Face masks weren’t the only things facility officials reportedly rushed to give detained immigrants before an inspection of a Texas facility by a congressional delegation earlier this week. A mom detained by immigration officials at the privately run migrant family jail said that after denying her 8-year-old son any toys, staff gave him one just minutes before members of the Congressional Hispanic Caucus were set to arrive, The Associated Press reports.
But the traumatic treatment of this child by officials isn’t the family’s only worry, the report continues. They’re currently in the isolation wing of the South Texas Family Residential Center in Dilley, after they were told a staffer who has tested positive for COVID-19 was in contact with them. The mom, who asked to not be identified to protect her case, said her son is now terrified. “I tell him we're not going to die,” she told the AP. “We feel anguished. We can't do anything for our own lives or the lives of our children.”
“The isolation of at least three families at U.S. Immigration and Customs Enforcement's detention center in Dilley, Texas, has raised new fears of the coronavirus spreading through a facility that has long been accused of providing substandard medical care,” the report continued. “ICE confirmed it had isolated the families but denied that they had not had access to toys.”
But we know ICE lies as sure as the sun rises in the morning. Rep. Sylvia Garcia of Texas, among the Hispanic Caucus members who inspected facilities this week, tweeted: “Some detainees told us that many of them did not get masks until April,” weeks after officials claimed they’d given masks to detainees. Garcia further told San Antonio Current that she believes some mask distribution and “enforcement of the masks just started last week in anticipation of our arrival. It looked like window-dressing for our visit.”
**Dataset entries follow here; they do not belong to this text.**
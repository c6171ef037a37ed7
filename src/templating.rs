use serde::{Deserialize, Serialize};
use std::{
    collections::HashMap,
    fmt,
    path::PathBuf,
    sync::{Arc, RwLock},
    time::SystemTime,
};
use thiserror::Error;
use tracing::{debug, info};

pub const DEFAULT_TEXT_TEMPLATE: &str = "email/base_text_email.liquid";
pub const DEFAULT_HTML_TEMPLATE: &str = "email/base_html_email.liquid";

// Both defaults pass their body through untouched unless the template
// directory ships its own version.
const BUILTIN_TEXT_SOURCE: &str = "{{ body }}";
const BUILTIN_HTML_SOURCE: &str = "{{ body }}";

#[derive(Debug, Error)]
pub enum TemplateError {
    #[error("Template not found: {0}")]
    NotFound(String),

    #[error("Failed to render template {name}: {message}")]
    Render { name: String, message: String },

    #[error("IO error: {0}")]
    Io(#[from] std::io::Error),
}

/// Name of a template, relative to the template directory.
#[derive(Debug, Clone, PartialEq, Eq, Hash, Serialize, Deserialize)]
#[serde(transparent)]
pub struct TemplateRef(String);

impl TemplateRef {
    pub fn new(name: impl Into<String>) -> Self {
        Self(name.into())
    }

    pub fn as_str(&self) -> &str {
        &self.0
    }

    pub fn is_empty(&self) -> bool {
        self.0.trim().is_empty()
    }
}

impl fmt::Display for TemplateRef {
    fn fmt(&self, f: &mut fmt::Formatter<'_>) -> fmt::Result {
        f.write_str(&self.0)
    }
}

impl From<&str> for TemplateRef {
    fn from(name: &str) -> Self {
        Self::new(name)
    }
}

impl From<String> for TemplateRef {
    fn from(name: String) -> Self {
        Self(name)
    }
}

/// The pair of templates used for a part when no custom template is given.
#[derive(Debug, Clone, PartialEq, Eq)]
pub struct DefaultTemplates {
    pub text: TemplateRef,
    pub html: TemplateRef,
}

impl DefaultTemplates {
    pub fn new(text: impl Into<TemplateRef>, html: impl Into<TemplateRef>) -> Self {
        Self {
            text: text.into(),
            html: html.into(),
        }
    }
}

impl Default for DefaultTemplates {
    fn default() -> Self {
        Self::new(DEFAULT_TEXT_TEMPLATE, DEFAULT_HTML_TEMPLATE)
    }
}

pub trait TemplateRenderer: Send + Sync {
    fn render_template(
        &self,
        template: &TemplateRef,
        context: &liquid::Object,
    ) -> Result<String, TemplateError>;
}

pub struct TemplateEngine {
    template_dir: PathBuf,
    builtins: HashMap<String, String>,
    cache: Arc<RwLock<HashMap<String, CachedTemplate>>>,
}

struct CachedTemplate {
    content: String,
    modified: SystemTime,
}

impl TemplateEngine {
    pub fn new(template_dir: PathBuf) -> Self {
        let mut builtins = HashMap::new();
        builtins.insert(
            DEFAULT_TEXT_TEMPLATE.to_string(),
            BUILTIN_TEXT_SOURCE.to_string(),
        );
        builtins.insert(
            DEFAULT_HTML_TEMPLATE.to_string(),
            BUILTIN_HTML_SOURCE.to_string(),
        );

        Self {
            template_dir,
            builtins,
            cache: Arc::new(RwLock::new(HashMap::new())),
        }
    }

    /// Registers a template that is used when the directory has no file of that name.
    pub fn with_builtin(mut self, name: impl Into<String>, source: impl Into<String>) -> Self {
        self.builtins.insert(name.into(), source.into());
        self
    }

    fn load_template(&self, name: &str) -> Result<String, TemplateError> {
        let template_path = self.template_dir.join(name);

        let metadata = match std::fs::metadata(&template_path) {
            Ok(metadata) if metadata.is_file() => metadata,
            Ok(_) => return self.load_builtin(name),
            Err(e) if e.kind() == std::io::ErrorKind::NotFound => return self.load_builtin(name),
            Err(e) => return Err(TemplateError::Io(e)),
        };

        let modified = metadata.modified()?;

        if let Ok(cache) = self.cache.read()
            && let Some(cached) = cache.get(name)
            && cached.modified >= modified
        {
            debug!("Using cached template for {}", name);
            return Ok(cached.content.clone());
        }

        info!("Loading template: {}", name);

        let content = std::fs::read_to_string(&template_path)?;

        if let Ok(mut cache) = self.cache.write() {
            cache.insert(
                name.to_string(),
                CachedTemplate {
                    content: content.clone(),
                    modified,
                },
            );
        }

        Ok(content)
    }

    fn load_builtin(&self, name: &str) -> Result<String, TemplateError> {
        match self.builtins.get(name) {
            Some(source) => {
                debug!("Using built-in template for {}", name);
                Ok(source.clone())
            }
            None => Err(TemplateError::NotFound(name.to_string())),
        }
    }

    pub fn render_source(
        &self,
        name: &str,
        source: &str,
        globals: &liquid::Object,
    ) -> Result<String, TemplateError> {
        let render_error = |e: liquid::Error| TemplateError::Render {
            name: name.to_string(),
            message: e.to_string(),
        };

        let parser = liquid::ParserBuilder::with_stdlib()
            .build()
            .map_err(render_error)?;

        let template = parser.parse(source).map_err(render_error)?;

        template.render(globals).map_err(render_error)
    }
}

impl TemplateRenderer for TemplateEngine {
    fn render_template(
        &self,
        template: &TemplateRef,
        context: &liquid::Object,
    ) -> Result<String, TemplateError> {
        let source = self.load_template(template.as_str())?;
        self.render_source(template.as_str(), &source, context)
    }
}
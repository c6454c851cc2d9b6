//! Output formatting: table, JSON, YAML, plain.
//!
//! Renders data in the format selected by `--output`. Table uses `tabled`,
//! structured formats use serde, plain emits one identifier per line.

use std::io::{self, Write};

use serde::Serialize;
use serde_json::Value;
use tabled::{Table, Tabled, settings::Style};

use crate::cli::OutputFormat;
use crate::error::CliError;

// ── Render dispatchers ───────────────────────────────────────────────

/// Render a list of serializable items in the chosen format.
///
/// - `table`: one `Tabled` row per item via `to_row`
/// - `json` / `json-compact` / `yaml`: the items themselves via serde
/// - `plain`: `id_fn` per item, one per line
pub fn render_list<T, R>(
    format: OutputFormat,
    data: &[T],
    to_row: impl Fn(&T) -> R,
    id_fn: impl Fn(&T) -> String,
) -> Result<String, CliError>
where
    T: Serialize,
    R: Tabled,
{
    match format {
        OutputFormat::Table => {
            let rows: Vec<R> = data.iter().map(to_row).collect();
            Ok(render_table(&rows))
        }
        OutputFormat::Json => render_json(data, false),
        OutputFormat::JsonCompact => render_json(data, true),
        OutputFormat::Yaml => render_yaml(data),
        OutputFormat::Plain => Ok(data.iter().map(&id_fn).collect::<Vec<_>>().join("\n")),
    }
}

/// Render a single item. Table format shows a field/value listing.
pub fn render_single<T>(
    format: OutputFormat,
    data: &T,
    id_fn: impl Fn(&T) -> String,
) -> Result<String, CliError>
where
    T: Serialize,
{
    match format {
        OutputFormat::Table => Ok(render_detail(&serde_json::to_value(data)?)),
        OutputFormat::Json => render_json(data, false),
        OutputFormat::JsonCompact => render_json(data, true),
        OutputFormat::Yaml => render_yaml(data),
        OutputFormat::Plain => Ok(id_fn(data)),
    }
}

/// Print the rendered output to stdout, respecting quiet mode.
pub fn print_output(output: &str, quiet: bool) {
    if quiet || output.is_empty() {
        return;
    }
    let mut stdout = io::stdout().lock();
    let _ = writeln!(stdout, "{output}");
}

// ── Format-specific renderers ────────────────────────────────────────

fn render_table<R: Tabled>(rows: &[R]) -> String {
    Table::new(rows).with(Style::rounded()).to_string()
}

#[derive(Tabled)]
struct FieldRow {
    #[tabled(rename = "Field")]
    field: String,
    #[tabled(rename = "Value")]
    value: String,
}

/// Field/value table for one JSON object; scalars print as-is.
fn render_detail(value: &Value) -> String {
    match value {
        Value::Object(fields) => {
            let rows: Vec<FieldRow> = fields
                .iter()
                .map(|(field, value)| FieldRow {
                    field: field.clone(),
                    value: scalar_text(value),
                })
                .collect();
            render_table(&rows)
        }
        other => scalar_text(other),
    }
}

/// Display text for a JSON value: strings unquoted, null empty,
/// composites as compact JSON.
pub fn scalar_text(value: &Value) -> String {
    match value {
        Value::Null => String::new(),
        Value::String(s) => s.clone(),
        other => other.to_string(),
    }
}

fn render_json<T: Serialize + ?Sized>(data: &T, compact: bool) -> Result<String, CliError> {
    let out = if compact {
        serde_json::to_string(data)?
    } else {
        serde_json::to_string_pretty(data)?
    };
    Ok(out)
}

fn render_yaml<T: Serialize + ?Sized>(data: &T) -> Result<String, CliError> {
    serde_yaml::to_string(data).map_err(|e| CliError::Internal(format!("YAML output: {e}")))
}

#[cfg(test)]
#[allow(clippy::unwrap_used)]
mod tests {
    use serde_json::json;

    use super::*;

    #[derive(Tabled)]
    struct Row {
        id: String,
    }

    fn items() -> Vec<Value> {
        vec![json!({ "_id": "a1" }), json!({ "_id": "a2" })]
    }

    fn id_of(v: &Value) -> String {
        v["_id"].as_str().unwrap_or_default().to_owned()
    }

    #[test]
    fn plain_lists_one_id_per_line() {
        let out = render_list(OutputFormat::Plain, &items(), |v| Row { id: id_of(v) }, id_of)
            .unwrap();
        assert_eq!(out, "a1\na2");
    }

    #[test]
    fn compact_json_is_single_line() {
        let out = render_list(OutputFormat::JsonCompact, &items(), |v| Row { id: id_of(v) }, id_of)
            .unwrap();
        assert_eq!(out, r#"[{"_id":"a1"},{"_id":"a2"}]"#);
    }

    #[test]
    fn detail_table_lists_fields() {
        let out = render_single(OutputFormat::Table, &json!({ "_id": "a1", "name": "Desk" }), id_of)
            .unwrap();
        assert!(out.contains("Field"));
        assert!(out.contains("Desk"));
    }

    #[test]
    fn scalar_text_unquotes_strings() {
        assert_eq!(scalar_text(&json!("x")), "x");
        assert_eq!(scalar_text(&json!(null)), "");
        assert_eq!(scalar_text(&json!([1, 2])), "[1,2]");
    }
}
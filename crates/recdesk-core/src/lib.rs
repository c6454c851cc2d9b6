//! Query/cache layer between `recdesk-api` and consumers (the CLI).
//!
//! - **[`QueryCache`]**: per `(endpoint, argument)` cache entries with
//!   subscriber tracking, request coalescing, polling, and refetch on focus,
//!   reconnect, mount, or argument change.
//! - **Endpoint definitions** ([`QueryDef`] / [`MutationDef`]): typed trait
//!   implementations that build requests, reshape responses and declare the
//!   [`Tag`]s they provide or invalidate.
//! - **[`EntityStore`]**: ordered, id-keyed normalized collections.
//! - **[`Desk`]**: lifecycle facade that wires transport, session, client,
//!   cache and the office resources ([`OfficeApi`]) together.

pub mod cache;
pub mod config;
pub mod desk;
pub mod endpoint;
pub mod entity;
pub mod error;
pub mod mutation;
pub mod resources;
pub mod tags;

// ── Primary re-exports ──────────────────────────────────────────────
pub use cache::{
    CacheKey, QueryCache, QueryConfig, QueryEndpoint, QueryState, QueryStatus, QueryStream,
    QuerySubscription, SubscribeOptions,
};
pub use config::{Credentials, DeskConfig};
pub use desk::{ConnectionState, Desk};
pub use endpoint::{EndpointDef, EndpointKind, MutationDef, QueryDef, decode_body};
pub use entity::{EntityStore, Identified};
pub use error::CoreError;
pub use mutation::{MutationEndpoint, MutationState, MutationTracker};
pub use resources::{
    Asset, CollectionOrder, DeathCase, Incoming, LogEntry, OfficeApi, Outgoing, PrisonCase,
    PurchaseOrder, Resource, ResourceApi, User,
};
pub use tags::{Tag, TagId};

// Re-exported so consumers don't need a direct dependency on the API crate.
pub use recdesk_api;
pub use recdesk_api::{AuthPaths, TlsMode};
// Reauthenticating client
//
// Wraps a `Transport`. A call rejected with 403 (the backend's "access
// token expired" signal) triggers one silent refresh through the refresh
// endpoint and is then replayed exactly once; the replay's outcome is
// final. Concurrent 403s share a single in-flight refresh.

use std::fmt;
use std::sync::{Arc, Mutex, PoisonError};

use futures::FutureExt;
use futures::future::{BoxFuture, Shared};
use secrecy::SecretString;
use serde_json::Value;
use tracing::{debug, info, warn};
use url::Url;

use crate::auth::AuthPaths;
use crate::error::Error;
use crate::session::Session;
use crate::transport::{HttpTransport, RawResponse, RequestSpec, Transport, TransportConfig};

type RefreshFlight = Shared<BoxFuture<'static, Result<(), Error>>>;
type RefreshSlot = Arc<Mutex<Option<RefreshFlight>>>;

/// Client that attaches the session token and transparently refreshes it.
///
/// Cheaply cloneable; clones share the transport, session, and the
/// in-flight refresh slot.
#[derive(Clone)]
pub struct ApiClient {
    inner: Arc<ClientInner>,
}

struct ClientInner {
    transport: Arc<dyn Transport>,
    session: Session,
    paths: AuthPaths,
    refresh_slot: RefreshSlot,
}

impl ApiClient {
    /// Create a client over an arbitrary transport.
    ///
    /// `session` must be the same session the transport reads its bearer
    /// token from.
    pub fn new(transport: Arc<dyn Transport>, session: Session, paths: AuthPaths) -> Self {
        Self {
            inner: Arc::new(ClientInner {
                transport,
                session,
                paths,
                refresh_slot: Arc::new(Mutex::new(None)),
            }),
        }
    }

    /// Create a client backed by [`HttpTransport`] with a fresh session.
    pub fn http(base_url: Url, config: &TransportConfig, paths: AuthPaths) -> Result<Self, Error> {
        let session = Session::new();
        let transport = HttpTransport::new(base_url, session.clone(), config)?;
        Ok(Self::new(Arc::new(transport), session, paths))
    }

    /// The session shared with the transport.
    pub fn session(&self) -> &Session {
        &self.inner.session
    }

    /// The auth endpoint paths.
    pub fn paths(&self) -> &AuthPaths {
        &self.inner.paths
    }

    pub(crate) fn transport(&self) -> &dyn Transport {
        self.inner.transport.as_ref()
    }

    /// Perform a request, refreshing the access token once on 403.
    ///
    /// At most one refresh and one replay happen per call. If the token
    /// was already rotated by a concurrent refresh while this request was
    /// in flight, the request is replayed without refreshing again.
    pub async fn execute(&self, spec: &RequestSpec) -> Result<RawResponse, Error> {
        let sent_with = self.inner.session.generation();

        match self.inner.transport.send(spec).await {
            Err(err) if err.is_auth_expired() && spec.bearer => {
                if self.inner.session.generation() == sent_with {
                    debug!(path = %spec.path, "access token rejected, refreshing");
                    self.refresh().await?;
                } else if !self.inner.session.is_authenticated() {
                    // A concurrent refresh failed (or a logout happened);
                    // replaying without a token cannot succeed.
                    debug!(path = %spec.path, "session cleared concurrently, not replaying");
                    return Err(Error::AuthRefresh {
                        message: "session expired -- log in again".into(),
                        status: err.status(),
                    });
                } else {
                    debug!(path = %spec.path, "access token rotated concurrently, replaying");
                }
                self.inner.transport.send(spec).await
            }
            other => other,
        }
    }

    /// Obtain a new access token using the refresh credential.
    ///
    /// Joins the in-flight refresh if one is already running, so
    /// concurrent callers trigger a single network call. On failure the
    /// session is cleared.
    pub async fn refresh(&self) -> Result<(), Error> {
        let flight = {
            let mut slot = self
                .inner
                .refresh_slot
                .lock()
                .unwrap_or_else(PoisonError::into_inner);

            if let Some(existing) = slot.as_ref() {
                debug!("joining in-flight token refresh");
                existing.clone()
            } else {
                let flight = run_refresh(
                    Arc::clone(&self.inner.transport),
                    self.inner.session.clone(),
                    self.inner.paths.refresh.clone(),
                    Arc::clone(&self.inner.refresh_slot),
                )
                .boxed()
                .shared();
                *slot = Some(flight.clone());
                flight
            }
        };

        flight.await
    }

    /// Whether the session currently holds an access token.
    pub fn is_authenticated(&self) -> bool {
        self.inner.session.is_authenticated()
    }
}

impl fmt::Debug for ApiClient {
    fn fmt(&self, f: &mut fmt::Formatter<'_>) -> fmt::Result {
        f.debug_struct("ApiClient")
            .field("session", &self.inner.session)
            .field("paths", &self.inner.paths)
            .finish_non_exhaustive()
    }
}

/// The body of one refresh flight. Clears the shared slot when done so the
/// next expiry starts a new flight.
async fn run_refresh(
    transport: Arc<dyn Transport>,
    session: Session,
    path: String,
    slot: RefreshSlot,
) -> Result<(), Error> {
    let spec = RequestSpec::post(path).with_credentials().without_bearer();

    let outcome = match transport.send(&spec).await {
        Ok(raw) => extract_access_token(&raw.body).ok_or(Error::AuthRefresh {
            message: "refresh response carried no access token".into(),
            status: Some(raw.status),
        }),
        Err(err) => Err(Error::AuthRefresh {
            message: format!("session expired -- log in again ({err})"),
            status: err.status(),
        }),
    };

    let result = match outcome {
        Ok(token) => {
            session.set_token(token);
            info!("access token refreshed");
            Ok(())
        }
        Err(err) => {
            warn!(error = %err, "token refresh failed, clearing session");
            session.clear();
            Err(err)
        }
    };

    *slot.lock().unwrap_or_else(PoisonError::into_inner) = None;
    result
}

/// Pull the access token out of a login/refresh response body.
pub(crate) fn extract_access_token(body: &Value) -> Option<SecretString> {
    ["accessToken", "access_token", "token"]
        .iter()
        .find_map(|field| body.get(field).and_then(Value::as_str))
        .filter(|token| !token.is_empty())
        .map(|token| SecretString::from(token.to_owned()))
}
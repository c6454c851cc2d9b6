// ── Desk facade ──
//
// Connection lifecycle for one records backend: builds the transport,
// session, reauthenticating client and query cache from a `DeskConfig`,
// registers every office resource, and tracks connection state.

use std::sync::Arc;

use tokio::sync::watch;
use tracing::{debug, info, warn};

use recdesk_api::{ApiClient, Error as ApiError};

use crate::cache::QueryCache;
use crate::config::DeskConfig;
use crate::error::CoreError;
use crate::resources::OfficeApi;

// ── ConnectionState ──────────────────────────────────────────────────

/// Connection state observable by consumers.
#[derive(Debug, Clone, Copy, PartialEq, Eq)]
pub enum ConnectionState {
    Disconnected,
    Connecting,
    Connected,
    Failed,
}

// ── Desk ─────────────────────────────────────────────────────────────

/// The main entry point for consumers.
///
/// Cheaply cloneable. [`connect()`](Self::connect) logs in when the config
/// carries credentials; [`disconnect()`](Self::disconnect) logs out and
/// drops every cached query.
#[derive(Clone)]
pub struct Desk {
    inner: Arc<DeskInner>,
}

struct DeskInner {
    config: DeskConfig,
    client: ApiClient,
    cache: QueryCache,
    api: OfficeApi,
    connection_state: watch::Sender<ConnectionState>,
}

impl Desk {
    /// Build the client stack. Does NOT connect.
    pub fn new(config: DeskConfig) -> Result<Self, CoreError> {
        if config.url.cannot_be_a_base() || !matches!(config.url.scheme(), "http" | "https") {
            return Err(CoreError::Config {
                message: format!("not an http(s) base URL: {}", config.url),
            });
        }

        let client = ApiClient::http(
            config.url.clone(),
            &config.transport_config(),
            config.auth_paths.clone(),
        )?;
        let cache = QueryCache::new(client.clone(), config.query.clone());
        let api = OfficeApi::register(&cache)?;
        let (connection_state, _) = watch::channel(ConnectionState::Disconnected);

        Ok(Self {
            inner: Arc::new(DeskInner {
                config,
                client,
                cache,
                api,
                connection_state,
            }),
        })
    }

    pub fn config(&self) -> &DeskConfig {
        &self.inner.config
    }

    // ── Connection lifecycle ─────────────────────────────────────────

    /// Log in if credentials are configured, then mark the desk connected.
    pub async fn connect(&self) -> Result<(), CoreError> {
        self.inner
            .connection_state
            .send_replace(ConnectionState::Connecting);

        if let Some(credentials) = &self.inner.config.credentials {
            if let Err(err) = self
                .inner
                .client
                .login(&credentials.username, &credentials.password)
                .await
            {
                self.inner
                    .connection_state
                    .send_replace(ConnectionState::Failed);
                return Err(err.into());
            }
        } else {
            debug!("no credentials configured; connecting without a session");
        }

        self.inner
            .connection_state
            .send_replace(ConnectionState::Connected);
        info!(url = %self.inner.config.url, "connected");
        Ok(())
    }

    /// Log out (best effort) and reset the cache. Live subscriptions see
    /// [`CoreError::Evicted`].
    pub async fn disconnect(&self) {
        match self.inner.client.logout().await {
            Ok(()) | Err(ApiError::NotAuthenticated) => {}
            Err(err) => warn!(error = %err, "logout failed (non-fatal)"),
        }

        self.inner.cache.reset();
        self.inner
            .connection_state
            .send_replace(ConnectionState::Disconnected);
        debug!("disconnected");
    }

    /// Connect, run `f`, disconnect. The disconnect happens whether or not
    /// `f` succeeds.
    pub async fn oneshot<F, Fut, T>(config: DeskConfig, f: F) -> Result<T, CoreError>
    where
        F: FnOnce(Desk) -> Fut,
        Fut: Future<Output = Result<T, CoreError>>,
    {
        let desk = Desk::new(config)?;
        desk.connect().await?;
        let result = f(desk.clone()).await;
        desk.disconnect().await;
        result
    }

    // ── Accessors ────────────────────────────────────────────────────

    /// Registered resource endpoints. Fails unless connected.
    pub fn api(&self) -> Result<&OfficeApi, CoreError> {
        if *self.inner.connection_state.borrow() != ConnectionState::Connected {
            return Err(CoreError::NotConnected);
        }
        Ok(&self.inner.api)
    }

    pub fn cache(&self) -> &QueryCache {
        &self.inner.cache
    }

    pub fn client(&self) -> &ApiClient {
        &self.inner.client
    }

    /// Subscribe to connection state changes.
    pub fn connection_state(&self) -> watch::Receiver<ConnectionState> {
        self.inner.connection_state.subscribe()
    }

    // ── Refetch triggers ─────────────────────────────────────────────

    /// The consumer regained focus.
    pub fn notify_focus(&self) {
        self.inner.cache.on_focus();
    }

    /// Network connectivity came back.
    pub fn notify_reconnect(&self) {
        self.inner.cache.on_reconnect();
    }
}

impl std::fmt::Debug for Desk {
    fn fmt(&self, f: &mut std::fmt::Formatter<'_>) -> std::fmt::Result {
        f.debug_struct("Desk")
            .field("url", &self.inner.config.url.as_str())
            .field("state", &*self.inner.connection_state.borrow())
            .finish_non_exhaustive()
    }
}

#[cfg(test)]
#[allow(clippy::unwrap_used)]
mod tests {
    use super::*;

    #[test]
    fn rejects_non_http_urls() {
        let config = DeskConfig::new("mailto:clerk@records.local".parse().unwrap());
        assert!(matches!(Desk::new(config), Err(CoreError::Config { .. })));
    }

    #[tokio::test]
    async fn api_requires_connection() {
        let desk = Desk::new(DeskConfig::new("http://127.0.0.1:1/api".parse().unwrap())).unwrap();
        assert!(matches!(desk.api(), Err(CoreError::NotConnected)));
        assert_eq!(*desk.connection_state().borrow(), ConnectionState::Disconnected);

        // No credentials: connecting makes no network call.
        desk.connect().await.unwrap();
        assert!(desk.api().is_ok());
        assert_eq!(desk.cache().endpoint_count(), 45);

        desk.disconnect().await;
        assert!(matches!(desk.api(), Err(CoreError::NotConnected)));
    }
}
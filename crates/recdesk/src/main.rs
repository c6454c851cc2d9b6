mod cli;
mod commands;
mod config;
mod error;
mod output;

use clap::Parser;
use tracing_subscriber::EnvFilter;

use recdesk_core::Desk;

use crate::cli::{Cli, Command};
use crate::error::CliError;

#[tokio::main]
async fn main() {
    let cli = Cli::parse();

    init_tracing(cli.global.verbose);

    if let Err(err) = run(cli).await {
        let code = err.exit_code();
        eprintln!("{:?}", miette::Report::new(err));
        std::process::exit(code);
    }
}

fn init_tracing(verbosity: u8) {
    let filter = match verbosity {
        0 => "warn",
        1 => "info",
        2 => "debug",
        _ => "trace",
    };

    tracing_subscriber::fmt()
        .with_env_filter(
            EnvFilter::try_from_default_env().unwrap_or_else(|_| EnvFilter::new(filter)),
        )
        .with_writer(std::io::stderr)
        .with_target(false)
        .init();
}

async fn run(cli: Cli) -> Result<(), CliError> {
    match cli.command {
        // Config commands don't need a backend
        Command::Config(args) => commands::config_cmd::handle(args, &cli.global),

        Command::Completions(args) => {
            use clap::CommandFactory;
            use clap_complete::generate;

            let mut cmd = Cli::command();
            generate(args.shell, &mut cmd, "recdesk", &mut std::io::stdout());
            Ok(())
        }

        cmd => {
            let desk_config = config::resolve_desk_config(&cli.global)?;
            let desk = Desk::new(desk_config)?;
            desk.connect().await?;

            tracing::debug!(command = ?cmd, "dispatching command");
            let result = commands::dispatch(cmd, &desk, &cli.global).await;
            desk.disconnect().await;
            result
        }
    }
}
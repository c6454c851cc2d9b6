//! Shared helpers for command handlers.

use std::io::IsTerminal;

use serde_json::{Map, Value};

use crate::cli::PayloadArgs;
use crate::error::CliError;

/// Prompt for confirmation, auto-approving if `--yes` was passed.
/// Without a terminal to ask on, `--yes` is required.
pub fn confirm(message: &str, yes_flag: bool) -> Result<bool, CliError> {
    if yes_flag {
        return Ok(true);
    }
    if !std::io::stdin().is_terminal() {
        return Err(CliError::NonInteractiveRequiresYes {
            action: message.into(),
        });
    }
    let confirmed = dialoguer::Confirm::new()
        .with_prompt(message)
        .default(false)
        .interact()
        .map_err(|e| CliError::Io(std::io::Error::other(e)))?;
    Ok(confirmed)
}

/// Read the record fields from `--data` or `--from-file`. Must be a JSON
/// object.
pub fn read_payload(payload: &PayloadArgs) -> Result<Map<String, Value>, CliError> {
    let (source, text) = match (&payload.data, &payload.from_file) {
        (Some(data), _) => ("data", data.clone()),
        (None, Some(path)) => ("from-file", std::fs::read_to_string(path)?),
        (None, None) => {
            return Err(CliError::Validation {
                field: "payload".into(),
                reason: "pass --data or --from-file".into(),
            });
        }
    };

    match serde_json::from_str::<Value>(&text) {
        Ok(Value::Object(fields)) => Ok(fields),
        Ok(_) => Err(CliError::Validation {
            field: source.into(),
            reason: "expected a JSON object".into(),
        }),
        Err(e) => Err(CliError::Validation {
            field: source.into(),
            reason: format!("invalid JSON: {e}"),
        }),
    }
}

#[cfg(test)]
#[allow(clippy::unwrap_used)]
mod tests {
    use super::*;

    fn inline(data: &str) -> PayloadArgs {
        PayloadArgs {
            data: Some(data.into()),
            from_file: None,
        }
    }

    #[test]
    fn payload_must_be_an_object() {
        assert_eq!(read_payload(&inline(r#"{"name":"Desk"}"#)).unwrap()["name"], "Desk");
        assert!(matches!(
            read_payload(&inline("[1]")),
            Err(CliError::Validation { .. })
        ));
        assert!(matches!(
            read_payload(&inline("{oops")),
            Err(CliError::Validation { .. })
        ));
    }

    #[test]
    fn payload_from_file() {
        let dir = tempfile::tempdir().unwrap();
        let path = dir.path().join("asset.json");
        std::fs::write(&path, r#"{"name":"Chair"}"#).unwrap();
        let args = PayloadArgs {
            data: None,
            from_file: Some(path),
        };
        assert_eq!(read_payload(&args).unwrap()["name"], "Chair");
    }

    #[test]
    fn yes_flag_skips_prompt() {
        assert!(confirm("Delete?", true).unwrap());
    }
}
According to the report, two CoreCivic employees and one ICE employee who work at Dilley or were at the facility have tested positive, endangering all 160 children and families currently jailed there. “So far, no coronavirus cases among detainees have been reported at Dilley,” the report said. But, the detained mom told the AP that ICE hasn’t yet tested the families who were in contact with the staffer.
“A COVID-19 outbreak is already present in the facility or will soon be," Proyecto Dilley director Shalyn Fluharty told the AP.
As the AP reports, Dilley has been the site of numerous abuses against children in the past several years. In 2018, an 18-month-old toddler named Mariee died after being jailed there with her mom, Yazmin Juárez. In oftentimes grueling testimony before the House Oversight and Government Reform Subcommittee on Civil Rights and Civil Liberties last year, Juárez described to legislators how officials consistently failed to provide proper medical treatment for the child after she became sick at Dilley. “I noticed immediately how many sick kids there were—and no effort was made to separate the sick from the healthy,” she said.
“ICE was sued earlier this year by advocates for a 5-year-old boy who had suffered a head injury before his family was arrested by immigration agents,” the AP continued. “His aunt alleged Dilley medical staff was disregarding the child's severe headaches and hypersensitivity to sound. He and his mother were eventually released after an appeals court prevented their deportation."
This is intentional child abuse—and it’s happening in front of our eyes with state approval.